The two parties are scheduled to meet April 24-25.

A hospital corporation spokesman said the board is ready “to work through the issues.”

Even if work stoppage — in the form of rotating job action, for example — did occur, essential services agreements “ensure that we can minimize the impact to patient services,” said James Low.

“It’s true that it wouldn’t be a full staff,” he added.

“The last thing we want to do is take members out on strike,” Geick said.

“We want to get back to the table ... and get a deal.”

That deal hinges largely on the pension plan.

As it stands, the collective agreement allows a pension committee to make recommendations to the hospital corporation board, which can then approve changes without ratification from the employees.

“Basically, about a year ago, the hospital board wanted to go to a 50-50 contribution plan,” Geick said.

“If we’re paying 50 per cent, we should have a say in anything major that goes on in the plan.”

Previously, the corporation paid 60 per cent of plan contributions while employees forked over the remaining 40 per cent.

The hospital corporation declined comment on the issues up for negotiation.

“The bargaining table — that’s where that discussion should happen,” Low said.

The most recent collective agreement expired about seven months ago, with 250 employees from the Whitehorse General Hospital, Dawson City Community Hospital and Watson Lake Community Hospital now in a position for work stoppage.

“This is serious, Mr.
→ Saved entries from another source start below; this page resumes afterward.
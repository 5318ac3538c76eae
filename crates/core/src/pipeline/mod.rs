pub mod frame_loop;
pub mod pipeline_logger;
pub mod recognition_config;
pub mod recognition_error;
Speaker,” NDP Health critic Lois Moorcroft told the legislature Monday.

“Will the minister ensure that the hospital corporation returns to the bargaining table until a fair deal is reached with its employees?”
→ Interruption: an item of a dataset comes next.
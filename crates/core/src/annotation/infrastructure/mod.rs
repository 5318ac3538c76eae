pub mod bitmap_font;
pub mod box_label_annotator;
Health and Social Services Minister Mike Nixon, while responsible for health care provision in the territory, is not involved in negotiations.

“(T)here is an essential services agreement in place so that there will be minimal disruption in those essential services to hospital patients, and we look forward to the outcomes of these negotiations and deliberations,” Nixon said in the House Monday.

The hospital corporation is an independent corporation, analogous to Yukon College, with funding from the government and a board appointed by the executive council.

“(T)he corporation is not an agent of the government,” the Yukon Hospital Act states.